The launch of River City Ransom: Underground (Now available on Steam for $19.99!) went pretty well, all things considered. (This isn’t a full post-mortem, but could perhaps be considered a narrow sliver of one.)
We had a few nasty bugs crop up on day 1, and we fixed the worst of them right away. It’s now been two weeks, and we’ve just rolled out the much larger fix for the infamous “multiplayer save bug”.
If you follow me (@_AndrewRussell) or the game (@rivercityransom) on Twitter, you’ll know that the change set for this clocked in at around 3.5 thousand lines of code. This represents about 1% of our total source code (and close to 2 weeks of my time). It really is a massive change.
This post is to explain how such a difficult-to-fix bug ended up being shipped in the first place.
First we need to start with a small piece of technical information: In a networked game, the amount of data we can add to the game state with a joining player is tiny. Maybe a few hundred bytes at most. When I wrote that part of the netcode, I inserted a warning when the size exceeded 64 bytes.
(Details: Our game is P2P and supports drop-in-drop-out at any time, including support for host-migration. This means that player join data can be buffered, replayed, and re-transmitted almost arbitrarily. This starts to become an issue if multiple join and leave events happen in quick succession, particularly across a host-migration.)
The reason this “player-join-data” feature was added to the netcode was specifically so we could allow players to bring their list of unlocked characters into network games, play as them, upgrade their stats, and unlock new characters. The further intention was that players could keep those changes across different network games, as well as carry them into single player.
Unfortunately, the amount of data required by the unlock list was significantly more than was safe to transmit when joining (kilobytes). And, even with substantial data packing work, impossible to fit inside the 64-byte warning limit I had set much earlier in development.
(Additionally, there is a limit on the total size of the “live” game state. And having four full unlock lists in game would have exceeded it.)
This left two other options: Simply use the unlock list of the host (the same as couch play); or allow the joining player to bring one of their characters into the game with them. For the vast majority of development, we went with the first option – as it required zero extra implementation effort. But we did keep the second option in the back of our minds, to perhaps implement when development time became available.
Then, about 4 days before we shipped, Daniel decided that this feature – in the form of the second option – was important enough for us to add at the last minute. (Meanwhile I was coming down with an extremely bad cold, made worse due to the stress and crunch time of launch.)

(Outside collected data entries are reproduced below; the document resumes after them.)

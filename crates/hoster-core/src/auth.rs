//! Authenticated caller context, handed in by the HTTP layer.

use serde::{Deserialize, Serialize};

/// Per-plan ceilings enforced by the service layer.
#[derive(Debug, Clone, Copy, PartialEq, Serialize, Deserialize)]
pub struct PlanLimits {
    pub max_deployments: u32,
    pub max_cpu_cores: f64,
    pub max_memory_mb: u64,
    pub max_nodes: u32,
}

impl Default for PlanLimits {
    fn default() -> Self {
        Self {
            max_deployments: 5,
            max_cpu_cores: 8.0,
            max_memory_mb: 16_384,
            max_nodes: 3,
        }
    }
}

/// The already-authenticated principal making a request. The core never sees
/// tokens or headers; it trusts these fields as parsed upstream.
#[derive(Debug, Clone, PartialEq, Serialize, Deserialize)]
pub struct AuthContext {
    pub authenticated: bool,
    /// Store-assigned integer ID, resolved via `resolve_user`.
    pub user_id: i64,
    /// Opaque principal ID from the auth layer.
    pub reference_id: String,
    pub plan_id: String,
    pub plan_limits: PlanLimits,
}

impl AuthContext {
    /// An anonymous, unauthenticated caller. Only good for viewing published
    /// templates.
    pub fn anonymous() -> Self {
        Self {
            authenticated: false,
            user_id: 0,
            reference_id: String::new(),
            plan_id: String::new(),
            plan_limits: PlanLimits::default(),
        }
    }
}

This was obviously too close to launch to do sufficient testing, or even to properly consider the ramifications of this change. This was further exacerbated by the fact that the change was purposely left out of patch notes (there were 3 more beta releases after the feature was added), explicitly because there were some unfixed bugs in the initial implementation. I am hazy as to whether the bugs were actually fixed before launch, but suffice to say the change never ended up being included in any beta patch notes.
Which brings me to the central thesis of this post: More is Less. By adding this feature, the menu flow when joining an online game was changed from this:To this: Now players were selecting a save file when entering an online game. So their expectation was that any progress they made in the online game would be saved to that save file.
So, despite the fact we had added a feature to the game (the ability to play online as a character from your save), it was rightly perceived by players as a critical data-loss bug!
During the beta, where we did not present the save screen, no one batted an eye at the fact that we didn’t save characters in online play. But, after launch, with hundreds of players encountering the new menu flow, it immediately became our number one user complaint. (Even more than any of our actual data-loss bugs.)
So I have spent the last two weeks doing little else besides rewriting the game’s unlock system: Each character can now have their own unlock list, local multiplayer characters will share a list, that entire list comes with you into an online multiplayer game, and it is always saved back into the save file that it came from, even online.
Most of the work involved fixing the many systems that were written with the assumption that there was only a single game-wide unlock list. But there was also a great deal of work packing the data, so that the unlock list could be sent across the network at a reasonable size (238 bytes with all unlocks and no inventory). Plus I’ve fixed all of the bugs around unlocks and save games that I could find in the process.
River City Ransom: Underground just got significantly better. Especially for multiplayer. Now would be a great time to go and play it!